Task: How many lines in the records below contain the word "MainPage"? Give only the number.

_ _ _ _

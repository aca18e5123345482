use super::*;

#[test]
fn default_session_is_unauthenticated() {
    let session = SessionState::default();
    assert!(!session.is_authenticated());
    assert_eq!(session.token(), None);
    assert_eq!(session.email(), None);
    assert!(session.selected_team().is_none());
}

#[test]
fn restore_without_persisted_token_stays_logged_out() {
    // Native builds have no storage; restore degrades to a clean session.
    let session = SessionState::restore();
    assert!(!session.is_authenticated());
}

#[test]
fn login_holds_token_and_email() {
    let mut session = SessionState::default();
    session.login("T1".to_owned(), "a@b.com".to_owned());
    assert!(session.is_authenticated());
    assert_eq!(session.token(), Some("T1"));
    assert_eq!(session.email(), Some("a@b.com"));
}

#[test]
fn logout_clears_everything() {
    let mut session = SessionState::default();
    session.login("T1".to_owned(), "a@b.com".to_owned());
    session.select_team(4, "core".to_owned());
    session.logout();
    assert!(!session.is_authenticated());
    assert_eq!(session.token(), None);
    assert_eq!(session.email(), None);
    assert!(session.selected_team().is_none());
}

#[test]
fn select_team_scopes_one_team_at_a_time() {
    let mut session = SessionState::default();
    session.login("T1".to_owned(), "a@b.com".to_owned());
    session.select_team(4, "core".to_owned());
    assert_eq!(session.selected_team(), Some(&SelectedTeam { id: 4, name: "core".to_owned() }));
    session.select_team(9, "data".to_owned());
    assert_eq!(session.selected_team().map(|t| t.id), Some(9));
    session.leave_team();
    assert!(session.selected_team().is_none());
}

#[test]
fn fresh_login_drops_previous_selection() {
    let mut session = SessionState::default();
    session.login("T1".to_owned(), "a@b.com".to_owned());
    session.select_team(4, "core".to_owned());
    session.login("T2".to_owned(), "c@d.com".to_owned());
    assert_eq!(session.token(), Some("T2"));
    assert!(session.selected_team().is_none());
}
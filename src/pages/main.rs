//! Authenticated main screen: header chrome plus the teams overview or
//! the selected team's scoped view.
//!
//! SYSTEM CONTEXT
//! ==============
//! This is the landing route. It owns the unauth redirect (including
//! after the HTTP client's forced 401 logout) and the teams/team-view
//! switch driven by the session's team selection.

use leptos::prelude::*;
use leptos_router::hooks::use_navigate;

use crate::pages::team_view::TeamView;
use crate::pages::teams_section::TeamsSection;
use crate::state::session::SessionState;
use crate::util::auth::install_unauth_redirect;

#[component]
pub fn MainPage() -> impl IntoView {
    let session = expect_context::<RwSignal<SessionState>>();
    let navigate = use_navigate();

    install_unauth_redirect(session, navigate);

    let email = move || session.get().email().unwrap_or_default().to_owned();
    let on_logout = move |_| session.update(|s| s.logout());

    view! {
        <Show
            when=move || session.get().is_authenticated()
            fallback=|| {
                view! {
                    <div class="main-page">
                        <p>"Redirecting to login..."</p>
                    </div>
                }
            }
        >
            <div class="main-page">
                <header class="main-page__header toolbar">
                    <span class="toolbar__title">"Data Catalog"</span>
                    <span class="toolbar__spacer"></span>
                    <span class="toolbar__email">{email}</span>
                    <button class="btn toolbar__logout" on:click=on_logout title="Logout">
                        "Logout"
                    </button>
                </header>
                <Show
                    when=move || session.get().selected_team().is_some()
                    fallback=|| view! { <TeamsSection/> }
                >
                    <TeamView/>
                </Show>
            </div>
        </Show>
    }
}
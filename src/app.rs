//! Root application component with routing and context providers.

use leptos::prelude::*;
use leptos_meta::{Title, provide_meta_context};
use leptos_router::{
    StaticSegment,
    components::{Route, Router, Routes},
};

use crate::pages::{login::LoginPage, main::MainPage};
use crate::state::session::SessionState;
use crate::state::team_view::TeamViewState;
use crate::state::teams::{SearchState, TeamsState};

/// Root application component.
///
/// Provides all shared state contexts and sets up client-side routing.
/// The session is restored from durable storage exactly once, here.
#[component]
pub fn App() -> impl IntoView {
    provide_meta_context();

    let session = RwSignal::new(SessionState::restore());
    let teams = RwSignal::new(TeamsState::default());
    let search = RwSignal::new(SearchState::default());
    let team_view = RwSignal::new(TeamViewState::default());

    provide_context(session);
    provide_context(teams);
    provide_context(search);
    provide_context(team_view);

    view! {
        <Title text="Data Catalog"/>

        <Router>
            <Routes fallback=|| "Page not found.".into_view()>
                <Route path=StaticSegment("login") view=LoginPage/>
                <Route path=StaticSegment("") view=MainPage/>
            </Routes>
        </Router>
    }
}
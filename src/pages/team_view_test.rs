use super::*;

// =============================================================
// Artifact draft
// =============================================================

#[test]
fn artifact_draft_requires_name_and_project() {
    assert_eq!(validate_artifact_draft("", ArtifactType::Table, "billing", ""), None);
    assert_eq!(validate_artifact_draft("orders", ArtifactType::Table, "  ", ""), None);
}

#[test]
fn artifact_draft_trims_and_defaults_developer() {
    let payload =
        validate_artifact_draft(" orders ", ArtifactType::Dataset, " billing ", " raw ").unwrap();
    assert_eq!(payload.name, "orders");
    assert_eq!(payload.kind, ArtifactType::Dataset);
    assert_eq!(payload.project_name, "billing");
    assert_eq!(payload.description, "raw");
    assert_eq!(payload.developer_id, 1);
}

// =============================================================
// Field draft
// =============================================================

#[test]
fn field_draft_requires_name_and_data_type() {
    assert_eq!(validate_field_draft("", "bigint", "", false), None);
    assert_eq!(validate_field_draft("id", "  ", "", false), None);
}

#[test]
fn field_draft_keeps_pk_flag() {
    let payload = validate_field_draft(" id ", " bigint ", "", true).unwrap();
    assert_eq!(payload.field_name, "id");
    assert_eq!(payload.data_type, "bigint");
    assert!(payload.is_pk);
}

// =============================================================
// Contact draft
// =============================================================

#[test]
fn contact_draft_requires_name_only() {
    assert_eq!(validate_contact_draft("  ", "@ada"), None);
    let payload = validate_contact_draft(" Ada ", " @ada ").unwrap();
    assert_eq!(payload.name, "Ada");
    assert_eq!(payload.telegram_contact, "@ada");
}

#[test]
fn contact_draft_allows_empty_telegram() {
    let payload = validate_contact_draft("Ada", "").unwrap();
    assert_eq!(payload.telegram_contact, "");
}

// =============================================================
// Delete confirmation
// =============================================================

#[test]
fn delete_confirm_messages_name_the_entity() {
    assert_eq!(delete_confirm_message(PendingDelete::Artifact(1)), "Delete this artifact?");
    assert_eq!(delete_confirm_message(PendingDelete::Contact(1)), "Delete this contact?");
}
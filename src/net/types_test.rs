use super::*;

#[test]
fn artifact_type_round_trips_lowercase() {
    for kind in ArtifactType::ALL {
        let json = serde_json::to_string(&kind).unwrap();
        assert_eq!(json, format!("\"{}\"", kind.as_str()));
        let back: ArtifactType = serde_json::from_str(&json).unwrap();
        assert_eq!(back, kind);
    }
}

#[test]
fn artifact_type_parse_matches_wire_names() {
    assert_eq!(ArtifactType::parse("dataset"), Some(ArtifactType::Dataset));
    assert_eq!(ArtifactType::parse("spreadsheet"), None);
}

#[test]
fn artifact_deserializes_backend_shape() {
    let artifact: Artifact = serde_json::from_value(serde_json::json!({
        "id": 7,
        "name": "orders",
        "type": "table",
        "description": "raw orders",
        "project_name": "billing",
        "developer_id": 1,
        "created_at": "2024-04-01T10:00:00Z"
    }))
    .unwrap();
    assert_eq!(artifact.id, 7);
    assert_eq!(artifact.kind, ArtifactType::Table);
    assert_eq!(artifact.project_name, "billing");
}

#[test]
fn artifact_description_defaults_empty() {
    let artifact: Artifact = serde_json::from_value(serde_json::json!({
        "id": 1,
        "name": "a",
        "type": "view",
        "project_name": "p"
    }))
    .unwrap();
    assert_eq!(artifact.description, "");
    assert_eq!(artifact.developer_id, 0);
}

#[test]
fn artifact_create_serializes_type_key() {
    let payload = ArtifactCreate {
        name: "orders".to_owned(),
        kind: ArtifactType::Api,
        description: String::new(),
        project_name: "billing".to_owned(),
        developer_id: 1,
    };
    let value = serde_json::to_value(&payload).unwrap();
    assert_eq!(value["type"], "api");
    assert_eq!(value["developer_id"], 1);
}

#[test]
fn join_request_status_round_trips() {
    let request: JoinRequest = serde_json::from_value(serde_json::json!({
        "id": 3,
        "user_id": 12,
        "status": "pending",
        "created_at": "2024-04-01T10:00:00Z"
    }))
    .unwrap();
    assert_eq!(request.status, RequestStatus::Pending);
    assert_eq!(request.status.as_str(), "pending");
}

#[test]
fn field_is_pk_defaults_false() {
    let field: ArtifactField = serde_json::from_value(serde_json::json!({
        "field_name": "id",
        "data_type": "bigint"
    }))
    .unwrap();
    assert!(!field.is_pk);
}

#[test]
fn auth_response_carries_token() {
    let auth: AuthResponse = serde_json::from_str(r#"{"token":"T1"}"#).unwrap();
    assert_eq!(auth.token, "T1");
}
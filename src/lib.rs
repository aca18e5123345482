//! # data-catalog-client
//!
//! Leptos + WASM frontend for the team data catalog service.
//!
//! This crate contains pages, components, application state, the REST
//! DTOs, and the authenticated HTTP client. The backend is an external
//! service reached over its `/api/v1` REST contract; everything here is
//! view and state-synchronization logic.
//!
//! Browser-only behavior (fetch, localStorage, mounting) lives behind
//! the `hydrate` feature with inert native stubs, so the whole test
//! suite runs under plain `cargo test`.

pub mod app;
pub mod components;
pub mod net;
pub mod pages;
pub mod state;
pub mod util;

/// WASM entry point: mount the application into `<body>`.
#[cfg(feature = "hydrate")]
#[wasm_bindgen::prelude::wasm_bindgen(start)]
pub fn hydrate() {
    console_error_panic_hook::set_once();
    let _ = console_log::init_with_level(log::Level::Info);
    leptos::mount::mount_to_body(crate::app::App);
}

_ _ _ _

Solved exercise: 3